[Stored items]
=======

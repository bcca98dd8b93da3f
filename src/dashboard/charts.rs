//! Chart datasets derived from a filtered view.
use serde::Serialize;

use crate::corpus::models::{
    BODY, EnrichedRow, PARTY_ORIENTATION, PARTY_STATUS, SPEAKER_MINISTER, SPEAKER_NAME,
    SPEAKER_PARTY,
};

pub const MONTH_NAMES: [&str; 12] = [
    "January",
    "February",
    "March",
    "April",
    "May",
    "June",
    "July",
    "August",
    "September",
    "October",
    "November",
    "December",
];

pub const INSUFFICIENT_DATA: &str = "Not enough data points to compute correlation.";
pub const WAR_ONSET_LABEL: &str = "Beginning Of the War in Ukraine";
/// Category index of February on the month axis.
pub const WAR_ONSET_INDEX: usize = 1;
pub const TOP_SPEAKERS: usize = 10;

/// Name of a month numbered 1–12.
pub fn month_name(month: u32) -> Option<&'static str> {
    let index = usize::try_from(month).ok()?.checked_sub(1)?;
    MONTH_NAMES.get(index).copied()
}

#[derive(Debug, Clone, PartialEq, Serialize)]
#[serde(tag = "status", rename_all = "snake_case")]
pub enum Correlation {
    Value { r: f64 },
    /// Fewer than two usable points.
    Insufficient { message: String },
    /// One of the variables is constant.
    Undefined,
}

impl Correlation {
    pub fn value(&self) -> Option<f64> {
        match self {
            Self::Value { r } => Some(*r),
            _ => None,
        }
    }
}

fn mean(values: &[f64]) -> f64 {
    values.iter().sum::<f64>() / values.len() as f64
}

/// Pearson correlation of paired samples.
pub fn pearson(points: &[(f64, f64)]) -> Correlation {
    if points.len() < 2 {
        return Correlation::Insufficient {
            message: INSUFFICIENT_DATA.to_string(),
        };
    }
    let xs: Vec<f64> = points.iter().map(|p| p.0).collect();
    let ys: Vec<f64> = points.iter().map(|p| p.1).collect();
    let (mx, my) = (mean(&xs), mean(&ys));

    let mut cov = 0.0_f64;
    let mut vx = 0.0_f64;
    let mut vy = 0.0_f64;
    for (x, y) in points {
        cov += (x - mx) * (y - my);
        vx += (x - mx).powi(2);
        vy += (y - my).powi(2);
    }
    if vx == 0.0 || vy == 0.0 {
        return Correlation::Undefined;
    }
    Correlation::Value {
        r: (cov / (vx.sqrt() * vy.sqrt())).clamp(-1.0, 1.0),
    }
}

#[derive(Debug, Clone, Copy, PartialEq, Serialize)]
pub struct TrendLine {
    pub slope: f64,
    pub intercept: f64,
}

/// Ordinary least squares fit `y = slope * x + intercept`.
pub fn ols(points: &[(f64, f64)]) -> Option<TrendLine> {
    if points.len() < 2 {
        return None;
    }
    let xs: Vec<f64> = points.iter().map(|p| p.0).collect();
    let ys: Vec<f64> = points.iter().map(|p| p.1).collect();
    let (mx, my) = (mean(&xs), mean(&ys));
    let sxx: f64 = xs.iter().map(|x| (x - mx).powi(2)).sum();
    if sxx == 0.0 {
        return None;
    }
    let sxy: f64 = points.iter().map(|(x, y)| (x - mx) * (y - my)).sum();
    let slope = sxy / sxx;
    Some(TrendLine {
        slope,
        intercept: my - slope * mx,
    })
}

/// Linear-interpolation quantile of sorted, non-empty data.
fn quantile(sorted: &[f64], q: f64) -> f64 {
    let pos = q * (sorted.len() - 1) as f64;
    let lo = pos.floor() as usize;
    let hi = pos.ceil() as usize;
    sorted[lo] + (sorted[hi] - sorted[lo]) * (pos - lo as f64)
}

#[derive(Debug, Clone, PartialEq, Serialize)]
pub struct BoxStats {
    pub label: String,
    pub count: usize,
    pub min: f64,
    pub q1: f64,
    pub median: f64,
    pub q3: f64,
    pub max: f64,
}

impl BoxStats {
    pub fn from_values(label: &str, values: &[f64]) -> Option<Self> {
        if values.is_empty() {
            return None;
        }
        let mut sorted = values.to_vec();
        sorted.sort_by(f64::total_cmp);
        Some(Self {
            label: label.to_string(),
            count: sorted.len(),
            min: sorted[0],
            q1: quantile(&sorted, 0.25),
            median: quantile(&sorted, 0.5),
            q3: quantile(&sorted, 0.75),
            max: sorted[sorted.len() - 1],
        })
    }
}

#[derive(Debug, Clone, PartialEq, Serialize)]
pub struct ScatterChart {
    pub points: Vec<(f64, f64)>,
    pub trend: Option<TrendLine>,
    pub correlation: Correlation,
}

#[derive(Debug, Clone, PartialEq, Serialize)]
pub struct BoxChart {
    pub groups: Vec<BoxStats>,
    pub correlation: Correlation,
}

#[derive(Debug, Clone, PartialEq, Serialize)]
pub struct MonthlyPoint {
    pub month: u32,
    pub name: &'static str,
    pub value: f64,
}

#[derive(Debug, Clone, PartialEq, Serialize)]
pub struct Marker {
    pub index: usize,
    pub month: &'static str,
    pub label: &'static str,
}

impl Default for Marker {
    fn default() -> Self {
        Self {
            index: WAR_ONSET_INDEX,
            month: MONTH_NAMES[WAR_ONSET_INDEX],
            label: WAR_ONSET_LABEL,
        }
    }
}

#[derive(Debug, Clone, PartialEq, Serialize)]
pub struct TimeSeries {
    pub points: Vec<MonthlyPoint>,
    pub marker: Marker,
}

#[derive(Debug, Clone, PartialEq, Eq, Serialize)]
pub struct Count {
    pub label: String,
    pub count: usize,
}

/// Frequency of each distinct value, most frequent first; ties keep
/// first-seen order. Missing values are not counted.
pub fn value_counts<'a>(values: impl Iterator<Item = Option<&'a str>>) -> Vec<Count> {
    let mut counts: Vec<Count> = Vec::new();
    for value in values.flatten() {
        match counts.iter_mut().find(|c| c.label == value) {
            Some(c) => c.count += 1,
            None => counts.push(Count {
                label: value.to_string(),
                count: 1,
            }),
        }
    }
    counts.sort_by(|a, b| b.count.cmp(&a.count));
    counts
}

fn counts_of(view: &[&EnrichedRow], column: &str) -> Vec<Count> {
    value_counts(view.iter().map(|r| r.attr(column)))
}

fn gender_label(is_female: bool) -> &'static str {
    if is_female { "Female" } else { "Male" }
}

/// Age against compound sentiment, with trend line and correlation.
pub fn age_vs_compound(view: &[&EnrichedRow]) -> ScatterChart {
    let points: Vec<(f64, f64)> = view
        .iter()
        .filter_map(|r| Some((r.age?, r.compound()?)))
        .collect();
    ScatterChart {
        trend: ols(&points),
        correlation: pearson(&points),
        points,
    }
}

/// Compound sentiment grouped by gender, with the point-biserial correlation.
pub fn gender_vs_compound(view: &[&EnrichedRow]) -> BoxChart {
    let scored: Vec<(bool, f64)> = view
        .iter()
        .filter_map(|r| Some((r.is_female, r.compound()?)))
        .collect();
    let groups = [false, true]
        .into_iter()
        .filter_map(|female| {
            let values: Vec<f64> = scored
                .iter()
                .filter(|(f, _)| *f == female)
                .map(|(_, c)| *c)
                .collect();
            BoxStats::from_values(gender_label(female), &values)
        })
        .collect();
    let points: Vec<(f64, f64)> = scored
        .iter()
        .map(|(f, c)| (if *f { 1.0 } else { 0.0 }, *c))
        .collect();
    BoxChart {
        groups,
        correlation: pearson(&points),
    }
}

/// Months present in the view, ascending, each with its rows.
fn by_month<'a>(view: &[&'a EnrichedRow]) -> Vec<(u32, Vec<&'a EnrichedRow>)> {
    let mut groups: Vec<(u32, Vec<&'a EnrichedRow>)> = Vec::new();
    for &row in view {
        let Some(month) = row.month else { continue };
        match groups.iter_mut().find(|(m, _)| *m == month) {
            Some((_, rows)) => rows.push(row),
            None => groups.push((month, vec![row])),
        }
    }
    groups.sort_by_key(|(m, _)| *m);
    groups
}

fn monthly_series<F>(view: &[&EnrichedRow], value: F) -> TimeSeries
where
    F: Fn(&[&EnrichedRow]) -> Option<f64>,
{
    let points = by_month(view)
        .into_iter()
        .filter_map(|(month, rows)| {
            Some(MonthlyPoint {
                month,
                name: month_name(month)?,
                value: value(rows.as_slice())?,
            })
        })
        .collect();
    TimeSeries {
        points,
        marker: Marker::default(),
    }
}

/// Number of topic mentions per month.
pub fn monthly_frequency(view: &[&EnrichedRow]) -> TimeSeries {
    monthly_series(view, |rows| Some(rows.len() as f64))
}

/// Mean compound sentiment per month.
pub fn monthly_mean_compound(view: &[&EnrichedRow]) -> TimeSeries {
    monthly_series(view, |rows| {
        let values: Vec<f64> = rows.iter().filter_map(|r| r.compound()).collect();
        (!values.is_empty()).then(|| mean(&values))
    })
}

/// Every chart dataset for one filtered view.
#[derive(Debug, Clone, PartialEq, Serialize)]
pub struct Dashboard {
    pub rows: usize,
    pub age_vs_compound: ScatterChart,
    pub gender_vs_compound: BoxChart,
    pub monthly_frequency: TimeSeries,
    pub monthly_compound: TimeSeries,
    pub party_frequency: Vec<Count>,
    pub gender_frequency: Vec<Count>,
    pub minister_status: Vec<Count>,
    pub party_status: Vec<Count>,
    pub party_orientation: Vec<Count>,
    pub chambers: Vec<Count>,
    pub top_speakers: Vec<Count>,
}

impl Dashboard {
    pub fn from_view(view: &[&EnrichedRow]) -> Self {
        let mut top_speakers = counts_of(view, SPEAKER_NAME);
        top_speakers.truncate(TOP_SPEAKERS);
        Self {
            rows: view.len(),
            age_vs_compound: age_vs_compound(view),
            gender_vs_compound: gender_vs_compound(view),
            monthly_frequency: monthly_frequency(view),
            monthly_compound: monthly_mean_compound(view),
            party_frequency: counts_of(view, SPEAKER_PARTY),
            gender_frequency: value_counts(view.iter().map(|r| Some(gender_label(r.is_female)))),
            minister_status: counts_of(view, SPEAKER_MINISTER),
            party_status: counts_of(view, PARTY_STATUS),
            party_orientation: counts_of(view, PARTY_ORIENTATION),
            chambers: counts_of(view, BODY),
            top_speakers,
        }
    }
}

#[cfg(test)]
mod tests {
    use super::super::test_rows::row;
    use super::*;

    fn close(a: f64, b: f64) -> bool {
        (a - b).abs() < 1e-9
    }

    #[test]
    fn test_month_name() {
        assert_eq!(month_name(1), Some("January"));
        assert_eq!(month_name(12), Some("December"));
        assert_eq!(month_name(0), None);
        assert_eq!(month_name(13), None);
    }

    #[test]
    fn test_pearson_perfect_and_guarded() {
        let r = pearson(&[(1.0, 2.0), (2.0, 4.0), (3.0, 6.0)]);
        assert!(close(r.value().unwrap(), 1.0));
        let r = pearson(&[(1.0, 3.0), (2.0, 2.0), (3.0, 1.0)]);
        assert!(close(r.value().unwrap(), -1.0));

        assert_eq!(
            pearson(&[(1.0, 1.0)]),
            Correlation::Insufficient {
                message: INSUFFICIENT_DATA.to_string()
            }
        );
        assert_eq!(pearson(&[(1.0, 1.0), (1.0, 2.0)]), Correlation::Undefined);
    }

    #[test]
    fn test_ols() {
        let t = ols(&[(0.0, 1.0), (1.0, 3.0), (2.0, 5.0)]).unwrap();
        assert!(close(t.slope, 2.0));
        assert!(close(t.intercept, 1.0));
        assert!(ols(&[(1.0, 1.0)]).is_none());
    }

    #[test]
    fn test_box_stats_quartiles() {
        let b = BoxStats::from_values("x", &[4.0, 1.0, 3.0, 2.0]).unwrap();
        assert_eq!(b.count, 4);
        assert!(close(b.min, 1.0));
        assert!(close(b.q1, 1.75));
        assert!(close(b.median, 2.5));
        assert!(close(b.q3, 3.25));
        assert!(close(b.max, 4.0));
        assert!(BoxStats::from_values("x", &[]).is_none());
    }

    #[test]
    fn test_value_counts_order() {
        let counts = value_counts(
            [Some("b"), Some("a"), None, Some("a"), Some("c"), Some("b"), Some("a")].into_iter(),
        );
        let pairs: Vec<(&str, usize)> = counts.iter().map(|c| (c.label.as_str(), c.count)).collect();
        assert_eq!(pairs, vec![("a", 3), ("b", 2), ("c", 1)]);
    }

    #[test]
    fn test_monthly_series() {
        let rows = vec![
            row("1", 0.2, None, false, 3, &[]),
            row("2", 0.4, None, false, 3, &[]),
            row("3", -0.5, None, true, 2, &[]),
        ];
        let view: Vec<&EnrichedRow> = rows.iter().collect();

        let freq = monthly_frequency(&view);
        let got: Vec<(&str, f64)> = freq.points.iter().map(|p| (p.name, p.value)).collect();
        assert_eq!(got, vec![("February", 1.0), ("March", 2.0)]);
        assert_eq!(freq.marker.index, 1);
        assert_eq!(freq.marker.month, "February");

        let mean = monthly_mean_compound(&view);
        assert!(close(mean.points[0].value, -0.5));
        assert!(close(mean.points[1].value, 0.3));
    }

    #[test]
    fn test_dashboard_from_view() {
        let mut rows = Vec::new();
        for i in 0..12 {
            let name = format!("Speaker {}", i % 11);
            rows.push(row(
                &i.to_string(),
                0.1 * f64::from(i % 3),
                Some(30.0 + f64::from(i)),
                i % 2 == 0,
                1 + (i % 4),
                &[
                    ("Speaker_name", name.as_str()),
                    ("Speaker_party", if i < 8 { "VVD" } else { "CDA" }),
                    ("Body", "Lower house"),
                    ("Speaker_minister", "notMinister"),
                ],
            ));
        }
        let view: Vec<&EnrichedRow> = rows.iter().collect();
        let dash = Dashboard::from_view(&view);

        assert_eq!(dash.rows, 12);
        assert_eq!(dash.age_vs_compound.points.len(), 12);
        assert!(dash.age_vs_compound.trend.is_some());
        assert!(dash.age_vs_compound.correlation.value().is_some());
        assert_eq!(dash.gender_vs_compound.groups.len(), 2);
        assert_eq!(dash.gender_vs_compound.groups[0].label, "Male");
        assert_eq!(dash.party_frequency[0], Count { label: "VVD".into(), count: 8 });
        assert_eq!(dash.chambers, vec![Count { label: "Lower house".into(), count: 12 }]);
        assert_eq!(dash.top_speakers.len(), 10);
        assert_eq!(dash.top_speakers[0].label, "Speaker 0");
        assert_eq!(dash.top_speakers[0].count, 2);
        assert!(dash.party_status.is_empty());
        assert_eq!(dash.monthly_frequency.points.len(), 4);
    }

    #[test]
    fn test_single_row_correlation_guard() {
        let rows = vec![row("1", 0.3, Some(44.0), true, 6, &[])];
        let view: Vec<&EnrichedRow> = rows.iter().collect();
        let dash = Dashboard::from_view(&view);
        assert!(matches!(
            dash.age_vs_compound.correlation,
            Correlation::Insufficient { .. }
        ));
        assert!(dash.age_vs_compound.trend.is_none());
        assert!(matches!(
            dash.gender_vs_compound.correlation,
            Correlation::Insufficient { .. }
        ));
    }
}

=======

Instructions to follow> Only the last part of the records is wanted. Repeat it exactly, beginning at the line containing "assert!(dash.party_status.is_empty());" and ending at the final line.

Your solution>
        assert!(dash.party_status.is_empty());
        assert_eq!(dash.monthly_frequency.points.len(), 4);
    }

    #[test]
    fn test_single_row_correlation_guard() {
        let rows = vec![row("1", 0.3, Some(44.0), true, 6, &[])];
        let view: Vec<&EnrichedRow> = rows.iter().collect();
        let dash = Dashboard::from_view(&view);
        assert!(matches!(
            dash.age_vs_compound.correlation,
            Correlation::Insufficient { .. }
        ));
        assert!(dash.age_vs_compound.trend.is_none());
        assert!(matches!(
            dash.gender_vs_compound.correlation,
            Correlation::Insufficient { .. }
        ));
    }
}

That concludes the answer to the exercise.